Chris Werry
Upper Division Writing Coordinator
Office: Storm Hall 114C
Email: [email protected]
Curriculum Vitae
Chris Werry (Ph.D., Rhetoric, Carnegie Mellon University) is an Associate Professor Emeritus whose teaching and research interests include: rhetoric of inquiry, argument, theories of language, composition, new media, and online education. He has worked on large electronic text projects within the academy and in industry, and is interested in how the resources and knowledges produced by different communities get organized in online environments. He has published articles on the rhetoric of electronic commerce, and on the pragmatics of online discourse. He is co-editor (with Miranda Mowbray) of Online Communities: Commerce, Community Action, and the Virtual University (Prentice Hall, 2001).

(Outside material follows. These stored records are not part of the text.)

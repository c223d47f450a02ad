// src/cli.rs
// =============================================================================
// This file defines our command-line interface using the `clap` crate.
//
// Two subcommands:
// - count: crawl a site and count a word (runs as a background job that we
//   poll until it finishes)
// - crawl: only crawl, and list the pages found
//
// Limits are Options so that a settings file can provide them; a flag given
// on the command line always wins.
// =============================================================================

use clap::{Args, Parser, Subcommand};
use std::path::PathBuf;
use word_score::Settings;

#[derive(Parser, Debug)]
#[command(
    name = "word-score",
    version = "0.1.0",
    about = "Crawl a website and count how many times a word appears on it",
    long_about = "word-score crawls a website breadth-first from a starting URL, \
                  collects the pages it can reach and counts the whole-word, \
                  case-insensitive occurrences of a word across all of them."
)]
pub struct Cli {
    /// Print debug logs (same as RUST_LOG=word_score=debug)
    #[arg(short, long, global = true)]
    pub verbose: bool,

    /// JSON settings file; command-line flags override its values
    #[arg(long, global = true, value_name = "PATH")]
    pub config: Option<PathBuf>,

    #[command(subcommand)]
    pub command: Commands,
}

#[derive(Subcommand, Debug)]
pub enum Commands {
    /// Count a word across the pages of a website
    ///
    /// Example: word-score count https://example.com rust --max-depth 2
    Count {
        /// URL to start crawling from (http or https)
        url: String,

        /// Word to count
        word: String,

        /// Maximum crawl depth (default: 1)
        #[arg(long)]
        max_depth: Option<usize>,

        /// Number of pages counted at the same time (default: CPU count)
        #[arg(long)]
        workers: Option<usize>,

        #[command(flatten)]
        options: CommonOptions,
    },

    /// Crawl a website and list the pages found
    ///
    /// Example: word-score crawl https://example.com --max-pages 20
    Crawl {
        /// URL to start crawling from (http or https)
        url: String,

        /// Maximum crawl depth (default: 2)
        #[arg(long)]
        max_depth: Option<usize>,

        #[command(flatten)]
        options: CommonOptions,
    },
}

/// Flags shared by every subcommand
#[derive(Args, Debug)]
pub struct CommonOptions {
    /// Maximum number of pages to collect (default: 100)
    #[arg(long)]
    pub max_pages: Option<usize>,

    /// Output results in JSON format instead of a table
    #[arg(long)]
    pub json: bool,

    /// Do not verify TLS certificates (unsafe, for testing only)
    #[arg(long)]
    pub insecure: bool,
}

impl CommonOptions {
    /// Writes the flags that were given into `settings`
    pub fn apply(&self, settings: &mut Settings) {
        if let Some(max_pages) = self.max_pages {
            settings.crawl.max_pages = max_pages;
        }
        if self.insecure {
            settings.fetch.accept_invalid_certs = true;
        }
    }
}

#[cfg(test)]
mod tests {
    use super::*;

    #[test]
    fn test_cli_is_valid() {
        use clap::CommandFactory;
        Cli::command().debug_assert();
    }

    #[test]
    fn test_parse_count() {
        let cli = Cli::parse_from([
            "word-score", "count", "https://example.com", "rust", "--max-depth", "2", "--json",
        ]);
        match cli.command {
            Commands::Count { url, word, max_depth, workers, options } => {
                assert_eq!(url, "https://example.com");
                assert_eq!(word, "rust");
                assert_eq!(max_depth, Some(2));
                assert_eq!(workers, None);
                assert!(options.json);
            }
            other => panic!("unexpected command {:?}", other),
        }
    }

    #[test]
    fn test_flags_override_settings() {
        let cli = Cli::parse_from([
            "word-score", "crawl", "https://example.com", "--max-pages", "7", "--insecure",
        ]);
        let Commands::Crawl { options, .. } = cli.command else {
            panic!("expected crawl");
        };

        let mut settings = Settings::default();
        options.apply(&mut settings);
        assert_eq!(settings.crawl.max_pages, 7);
        assert!(settings.fetch.accept_invalid_certs);
    }

    #[test]
    fn test_global_flags() {
        let cli = Cli::parse_from([
            "word-score", "crawl", "https://example.com", "-v", "--config", "settings.json",
        ]);
        assert!(cli.verbose);
        assert_eq!(cli.config, Some(PathBuf::from("settings.json")));
    }
}
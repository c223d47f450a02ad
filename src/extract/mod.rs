// src/extract/mod.rs
// =============================================================================
// This module reads things out of downloaded HTML.
//
// Submodules:
// - links: collects the absolute http(s) links a page points to
// - text: strips the markup and returns the visible text
// =============================================================================

mod links;
mod text;

pub use links::extract_links;
pub use text::extract_text;
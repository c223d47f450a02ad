// src/score/aggregate.rs
// =============================================================================
// This module counts a word across many pages at once.
//
// How it works:
// 1. Compile the word matcher once (an empty word fails here, before any
//    page is looked at)
// 2. Hand every page to a blocking worker; at most `workers` run at a time
// 3. Add up the counts as the workers finish
// 4. Return only when every page has been counted
//
// A worker that fails (panics) is logged and adds 0 to the total.
// =============================================================================

use super::counter::WordMatcher;
use crate::error::Result;
use crate::page::Page;
use futures::stream::{self, StreamExt};
use std::sync::Arc;
use tracing::{debug, error, info};

/// Sums the occurrences of `word` over all `pages`
///
/// The result equals the sum of `count_word_occurrences` on each page,
/// whatever the order in which the workers finish.
pub async fn aggregate(pages: Vec<Page>, word: &str, workers: usize) -> Result<usize> {
    let matcher = WordMatcher::new(word)?;
    let page_count = pages.len();

    let total = sum_counts(pages, workers, move |page| matcher.count_in_page(page)).await;

    info!(word, pages = page_count, total, "total occurrences");
    Ok(total)
}

// Runs `count` on every page with at most `workers` in flight and adds up
// the results. Counting itself cannot fail; a worker that panics is the only
// failure, and it adds 0.
async fn sum_counts<C>(pages: Vec<Page>, workers: usize, count: C) -> usize
where
    C: Fn(&Page) -> usize + Send + Sync + 'static,
{
    let count = Arc::new(count);

    // Counting is CPU work, so it runs on the blocking pool instead of the
    // async worker threads
    let tasks = pages.into_iter().map(|page| {
        let count = Arc::clone(&count);
        async move {
            let url = page.url().to_string();
            let counted = tokio::task::spawn_blocking(move || count(&page)).await;
            (url, counted)
        }
    });

    // buffer_unordered(N) keeps at most N workers busy and yields results
    // as they complete; fold merges them one at a time on this task
    stream::iter(tasks)
        .buffer_unordered(workers.max(1))
        .fold(0usize, |total, (url, counted)| async move {
            match counted {
                Ok(count) => {
                    debug!(url, count, "counted page");
                    total + count
                }
                Err(e) => {
                    error!(url, error = %e, "error in counting word occurrences");
                    total
                }
            }
        })
        .await
}
// src/fetch/mock.rs
// An in-memory website for tests. Unknown URLs answer with HTTP 404.

use super::{check_scheme, Fetcher};
use crate::error::{FetchCause, FetchError};
use crate::page::Page;
use async_trait::async_trait;
use std::collections::HashMap;
use std::sync::Mutex;

#[derive(Default)]
pub struct MockFetcher {
    pages: HashMap<String, Result<String, FetchCause>>,
    requests: Mutex<Vec<String>>,
}

impl MockFetcher {
    pub fn new() -> Self {
        Self::default()
    }

    pub fn page(mut self, url: &str, html: &str) -> Self {
        self.pages.insert(url.to_string(), Ok(html.to_string()));
        self
    }

    pub fn failing(mut self, url: &str, cause: FetchCause) -> Self {
        self.pages.insert(url.to_string(), Err(cause));
        self
    }

    /// Every URL that reached the "network", in order
    pub fn requests(&self) -> Vec<String> {
        self.requests.lock().unwrap().clone()
    }
}

#[async_trait]
impl Fetcher for MockFetcher {
    async fn fetch(&self, url: &str) -> Result<Page, FetchError> {
        check_scheme(url)?;
        self.requests.lock().unwrap().push(url.to_string());

        match self.pages.get(url) {
            Some(Ok(html)) => Ok(Page::new(url, html.as_str())),
            Some(Err(cause)) => Err(FetchError::Failed {
                url: url.to_string(),
                attempts: if cause.is_transient() { 3 } else { 1 },
                cause: cause.clone(),
            }),
            None => Err(FetchError::Failed {
                url: url.to_string(),
                attempts: 1,
                cause: FetchCause::Status(404),
            }),
        }
    }
}
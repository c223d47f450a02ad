// src/job/mod.rs
// =============================================================================
// This module runs word counts as background jobs.
//
// A caller submits (seed URL, word), gets a job id back right away, and
// polls that id until the job is done. Job state lives in memory for as
// long as the manager does.
// =============================================================================

mod manager;

pub use manager::{JobManager, JobStatus};
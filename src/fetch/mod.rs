// src/fetch/mod.rs
// =============================================================================
// This module downloads pages.
//
// The crawler only talks to the Fetcher trait, so it can run against the
// real HTTP client or against an in-memory site in tests.
//
// Submodules:
// - http: the reqwest-based fetcher with timeout and retry
// =============================================================================

mod http;
#[cfg(test)]
pub(crate) mod mock;

pub use http::HttpFetcher;

use crate::error::FetchError;
use crate::page::Page;
use async_trait::async_trait;
use std::sync::Arc;
use url::Url;

/// Something that can turn a URL into a Page
#[async_trait]
pub trait Fetcher: Send + Sync {
    /// Downloads `url`. Only http and https URLs are accepted.
    async fn fetch(&self, url: &str) -> Result<Page, FetchError>;
}

// Lets a fetcher be shared, e.g. between a crawler and the code inspecting it
#[async_trait]
impl<F: Fetcher + ?Sized> Fetcher for Arc<F> {
    async fn fetch(&self, url: &str) -> Result<Page, FetchError> {
        (**self).fetch(url).await
    }
}

/// Parses `url` and checks that it is an http or https URL
///
/// Nothing is sent over the network; callers use this to reject a URL
/// before any fetch is attempted.
pub fn check_scheme(url: &str) -> Result<Url, FetchError> {
    let parsed = Url::parse(url).map_err(|source| FetchError::InvalidUrl {
        url: url.to_string(),
        source,
    })?;

    match parsed.scheme() {
        "http" | "https" => Ok(parsed),
        scheme => Err(FetchError::UnsupportedScheme {
            url: url.to_string(),
            scheme: scheme.to_string(),
        }),
    }
}
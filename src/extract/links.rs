// src/extract/links.rs
// =============================================================================
// This module extracts links from HTML pages.
//
// We use the `scraper` crate to find every <a href="..."> in the page and
// the `url` crate to resolve relative references against the page URL.
//
// Only absolute http/https links survive. Anything else (mailto:, tel:,
// javascript:, unparseable hrefs) is dropped with a debug log.
// =============================================================================

use crate::error::ExtractionError;
use crate::page::Page;
use scraper::{Html, Selector};
use std::collections::HashSet;
use tracing::debug;
use url::Url;

/// Extracts all links of a page as absolute, normalized URLs
///
/// Fragments are removed, so `/docs#intro` and `/docs` are the same link.
/// Fails when the page's own URL cannot be used to resolve relative links.
///
/// Example:
///   page.url = "https://example.com/page/"
///   <a href="../docs#top">  ->  "https://example.com/docs"
pub fn extract_links(page: &Page) -> Result<HashSet<String>, ExtractionError> {
    let base = Url::parse(page.url()).map_err(|e| ExtractionError {
        url: page.url().to_string(),
        reason: format!("invalid page URL: {}", e),
    })?;

    let selector = Selector::parse("a[href]").map_err(|e| ExtractionError {
        url: page.url().to_string(),
        reason: format!("invalid selector: {}", e),
    })?;

    let document = Html::parse_document(page.content());
    let mut links = HashSet::new();

    for element in document.select(&selector) {
        let Some(href) = element.value().attr("href") else {
            continue;
        };

        match resolve_url(&base, href) {
            Some(url) if is_crawlable(&url) => {
                links.insert(url.to_string());
            }
            Some(url) => debug!(page = page.url(), link = %url, "skipping non-http link"),
            None => debug!(page = page.url(), href, "skipping malformed link"),
        }
    }

    debug!(page = page.url(), count = links.len(), "extracted links");
    Ok(links)
}

/// Resolves a possibly-relative href against the page URL
///
/// Absolute hrefs parse on their own; relative ones are joined with the base
/// the way a browser would. The fragment is dropped in both cases.
fn resolve_url(base: &Url, href: &str) -> Option<Url> {
    let mut url = base.join(href.trim()).ok()?;
    url.set_fragment(None);
    Some(url)
}

/// Only http and https URLs can be crawled
fn is_crawlable(url: &Url) -> bool {
    matches!(url.scheme(), "http" | "https")
}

He is currently working on a book that examines the rhetoric of Chomskyan and cognitive theories of language. The Rhetoric of Contemporary Linguistics: A Rhetorical Analysis of Chomskyan and Cognitive Linguistics focuses on the key rhetorical imperatives that have shaped these two areas of inquiry, and investigates the strategies of argument that have been central to the fashioning of grammatical theory as a distinct and relatively unified area of inquiry. Drawing on work in the rhetoric of inquiry, rhetorical theory, and the study of disciplinarity, the book examines the major tropes, rhetorical strategies and narrative forms that both characterize and enable knowledge production within Chomskyan and cognitive linguistics. The book considers what a more reflexive, rhetorically self-conscious linguistics might look like, how this might reorient certain aspects of linguistic inquiry, and have significant implications for rhetorical studies.